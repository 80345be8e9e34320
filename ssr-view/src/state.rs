//! Per-screen view state.
//!
//! [`ResortListState`] backs the resort list: a search query and at most one
//! expanded card. [`FavoritesScreenState`] backs the favorites screen: the
//! add-favorites modal and independently expandable favorite cards.

use crate::filter::{filter_by_name, filter_favorites, search_excluding_favorites};
use ssr_resort::{Resort, ResortId};
use ssr_store::{FavoritesStore, KeyValueStorage};
use std::collections::BTreeSet;

/// Search and expansion state of the resort list.
///
/// The auto-expand rule fires when the number of name matches changes and
/// lands on exactly one: that resort becomes expanded. Editing the search
/// text always clears the expansion first.
#[derive(Debug, Default, Clone, PartialEq)]
pub struct ResortListState {
    search_query: String,
    expanded: Option<ResortId>,
    match_count: Option<usize>,
}

impl ResortListState {
    pub fn new() -> Self {
        Self::default()
    }

    pub fn search_query(&self) -> &str {
        &self.search_query
    }

    pub fn expanded(&self) -> Option<ResortId> {
        self.expanded
    }

    pub fn is_expanded(&self, id: ResortId) -> bool {
        self.expanded == Some(id)
    }

    /// Resorts matching the current search, in input order.
    pub fn visible<'a>(&self, resorts: &'a [Resort]) -> Vec<&'a Resort> {
        filter_by_name(resorts, &self.search_query)
    }

    /// Replace the search text, clear the expansion and re-apply auto-expand.
    pub fn set_search_query(&mut self, text: &str, resorts: &[Resort]) {
        self.search_query = text.to_string();
        self.expanded = None;
        self.sync(resorts);
    }

    /// Re-evaluate auto-expand against `resorts`, e.g. after a fetch settles.
    pub fn sync(&mut self, resorts: &[Resort]) {
        let matches = self.visible(resorts);
        if self.match_count == Some(matches.len()) {
            return;
        }
        self.match_count = Some(matches.len());
        if let [only] = matches.as_slice() {
            self.expanded = Some(only.id);
        }
    }

    /// Tap on a card: expand it, or collapse it if it is already expanded.
    pub fn toggle(&mut self, id: ResortId) {
        self.expanded = if self.expanded == Some(id) { None } else { Some(id) };
    }
}

/// The "Add Favorites" modal: visibility and its own search text.
#[derive(Debug, Default, Clone, PartialEq)]
pub struct AddFavoritesModal {
    pub visible: bool,
    pub search_query: String,
}

/// State of the favorites screen.
#[derive(Debug, Default, Clone, PartialEq)]
pub struct FavoritesScreenState {
    modal: AddFavoritesModal,
    expanded: BTreeSet<ResortId>,
}

impl FavoritesScreenState {
    pub fn new() -> Self {
        Self::default()
    }

    /// True when there is nothing to list and the screen shows its empty prompt.
    pub fn shows_empty_state<S: KeyValueStorage>(&self, store: &FavoritesStore<S>) -> bool {
        store.is_empty()
    }

    /// Favorite resorts, in resort list order.
    pub fn favorite_resorts<'a, S: KeyValueStorage>(
        &self,
        resorts: &'a [Resort],
        store: &FavoritesStore<S>,
    ) -> Vec<&'a Resort> {
        filter_favorites(resorts, store.favorites())
    }

    /// Modal search results: name matches that are not favorites yet.
    pub fn search_results<'a, S: KeyValueStorage>(
        &self,
        resorts: &'a [Resort],
        store: &FavoritesStore<S>,
    ) -> Vec<&'a Resort> {
        search_excluding_favorites(resorts, store.favorites(), &self.modal.search_query)
    }

    pub fn modal(&self) -> &AddFavoritesModal {
        &self.modal
    }

    pub fn open_add_modal(&mut self) {
        self.modal.visible = true;
    }

    pub fn close_add_modal(&mut self) {
        self.modal.visible = false;
    }

    pub fn set_search_query(&mut self, text: &str) {
        self.modal.search_query = text.to_string();
    }

    /// Pick a search result: add it, close the modal and clear its search.
    pub fn pick<S: KeyValueStorage>(&mut self, id: ResortId, store: &mut FavoritesStore<S>) {
        store.add_favorite(id);
        self.modal.visible = false;
        self.modal.search_query.clear();
    }

    /// Remove a favorite card.
    pub fn remove<S: KeyValueStorage>(&mut self, id: ResortId, store: &mut FavoritesStore<S>) {
        store.remove_favorite(id);
        self.expanded.remove(&id);
    }

    /// Favorite cards expand independently of each other.
    pub fn toggle_card(&mut self, id: ResortId) {
        if !self.expanded.remove(&id) {
            self.expanded.insert(id);
        }
    }

    pub fn is_expanded(&self, id: ResortId) -> bool {
        self.expanded.contains(&id)
    }
}

#[cfg(test)]
mod tests {
    use super::*;
    use ssr_store::MemoryStorage;

    fn resorts() -> Vec<Resort> {
        vec![Resort::new(1, "Alta"), Resort::new(2, "Snowbird")]
    }

    #[test]
    fn singleton_match_auto_expands() {
        let resorts = resorts();
        let mut state = ResortListState::new();
        state.sync(&resorts);
        assert_eq!(state.expanded(), None);

        state.set_search_query("alt", &resorts);
        assert_eq!(state.expanded(), Some(1));
        assert!(state.is_expanded(1));
    }

    #[test]
    fn editing_search_clears_until_rule_refires() {
        let resorts = resorts();
        let mut state = ResortListState::new();
        state.set_search_query("alt", &resorts);
        assert_eq!(state.expanded(), Some(1));

        // still one match, so the rule does not fire again
        state.set_search_query("alta", &resorts);
        assert_eq!(state.expanded(), None);
        state.set_search_query("alt", &resorts);
        assert_eq!(state.expanded(), None);

        state.set_search_query("", &resorts);
        assert_eq!(state.expanded(), None);
        state.set_search_query("bird", &resorts);
        assert_eq!(state.expanded(), Some(2));
    }

    #[test]
    fn zero_matches_do_not_expand() {
        let resorts = resorts();
        let mut state = ResortListState::new();
        state.set_search_query("vail", &resorts);
        assert_eq!(state.expanded(), None);
        assert!(state.visible(&resorts).is_empty());
    }

    #[test]
    fn single_resort_list_expands_on_first_sync() {
        let resorts = vec![Resort::new(5, "Brighton")];
        let mut state = ResortListState::new();
        state.sync(&resorts);
        assert_eq!(state.expanded(), Some(5));
    }

    #[test]
    fn toggle_keeps_at_most_one_expanded() {
        let mut state = ResortListState::new();
        state.toggle(1);
        assert_eq!(state.expanded(), Some(1));
        state.toggle(2);
        assert_eq!(state.expanded(), Some(2));
        assert!(!state.is_expanded(1));
        state.toggle(2);
        assert_eq!(state.expanded(), None);
    }

    #[test]
    fn favorites_screen_empty_state() {
        let store = FavoritesStore::open(MemoryStorage::default());
        let screen = FavoritesScreenState::new();
        assert!(screen.shows_empty_state(&store));
        assert!(screen.favorite_resorts(&resorts(), &store).is_empty());
    }

    #[test]
    fn picking_a_result_adds_and_resets_modal() {
        let resorts = resorts();
        let mut store = FavoritesStore::open(MemoryStorage::default());
        let mut screen = FavoritesScreenState::new();

        screen.open_add_modal();
        screen.set_search_query("snow");
        let results = screen.search_results(&resorts, &store);
        assert_eq!(results.len(), 1);
        let id = results[0].id;

        screen.pick(id, &mut store);
        assert!(store.is_favorite(2));
        assert!(!screen.modal().visible);
        assert_eq!(screen.modal().search_query, "");
        assert!(!screen.shows_empty_state(&store));

        let favorites = screen.favorite_resorts(&resorts, &store);
        assert_eq!(favorites.len(), 1);
        assert_eq!(favorites[0].name, "Snowbird");
        // favorites drop out of the modal results
        let results = screen.search_results(&resorts, &store);
        assert_eq!(results.len(), 1);
        assert_eq!(results[0].id, 1);
    }

    #[test]
    fn favorite_cards_expand_independently() {
        let mut store = FavoritesStore::open(MemoryStorage::default());
        let mut screen = FavoritesScreenState::new();
        store.add_favorite(1);
        store.add_favorite(2);

        screen.toggle_card(1);
        screen.toggle_card(2);
        assert!(screen.is_expanded(1));
        assert!(screen.is_expanded(2));

        screen.toggle_card(1);
        assert!(!screen.is_expanded(1));

        screen.remove(2, &mut store);
        assert!(!store.is_favorite(2));
        assert!(!screen.is_expanded(2));
    }
}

++++++

For each line of the listing that holds the word "only", show that line.

        if let [only] = matches.as_slice() {
            self.expanded = Some(only.id);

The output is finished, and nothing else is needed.